→ DATA SHOWN
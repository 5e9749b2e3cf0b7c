//! Errors surfaced by the navigation engine.
//!
//! Only collaborator bugs and loading failures are errors. A request that is legal but currently
//! disallowed (already active, or made mid-transition) is reported through
//! [`Navigation`](crate::controller::Navigation) instead.

use std::io;
use thiserror::Error;

#[derive(Debug, Error)]
/// Failures raised by index lookups, navigation requests and taxonomy loading.
pub enum NavError {
    /// A section index outside `0..count` was passed in.
    #[error("section index {index} out of range (have {count} sections)")]
    SectionOutOfRange {
        /// The offending index.
        index: usize,
        /// Number of sections in the index.
        count: usize,
    },
    /// A subsection index outside the owning section's list was passed in.
    #[error("subsection index {index} out of range for section {section} (has {count})")]
    SubsectionOutOfRange {
        /// Section the lookup was made against.
        section: usize,
        /// The offending index.
        index: usize,
        /// Number of subsections in that section.
        count: usize,
    },
    /// Subsection stepping was requested on a section without subsections.
    #[error("section {section} has no subsections to step through")]
    NoSubsections {
        /// The active section at the time of the request.
        section: usize,
    },
    /// A taxonomy must contain at least one section.
    #[error("navigation index has no sections")]
    EmptyIndex,
    /// The markdown outline could not be parsed.
    #[error("outline: {0}")]
    Outline(String),
    /// The configuration file could not be deserialised.
    #[error("config: {0}")]
    Config(String),
    /// Reading a taxonomy or config file failed.
    #[error(transparent)]
    Io(#[from] io::Error),
}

→ EXERCISE AIM
Transcribe the records above exactly, but only from the line that contains "of the request." through their final line, inclusive.

→ SOLUTION BELOW
        /// The active section at the time of the request.
        section: usize,
    },
    /// A taxonomy must contain at least one section.
    #[error("navigation index has no sections")]
    EmptyIndex,
    /// The markdown outline could not be parsed.
    #[error("outline: {0}")]
    Outline(String),
    /// The configuration file could not be deserialised.
    #[error("config: {0}")]
    Config(String),
    /// Reading a taxonomy or config file failed.
    #[error(transparent)]
    Io(#[from] io::Error),
}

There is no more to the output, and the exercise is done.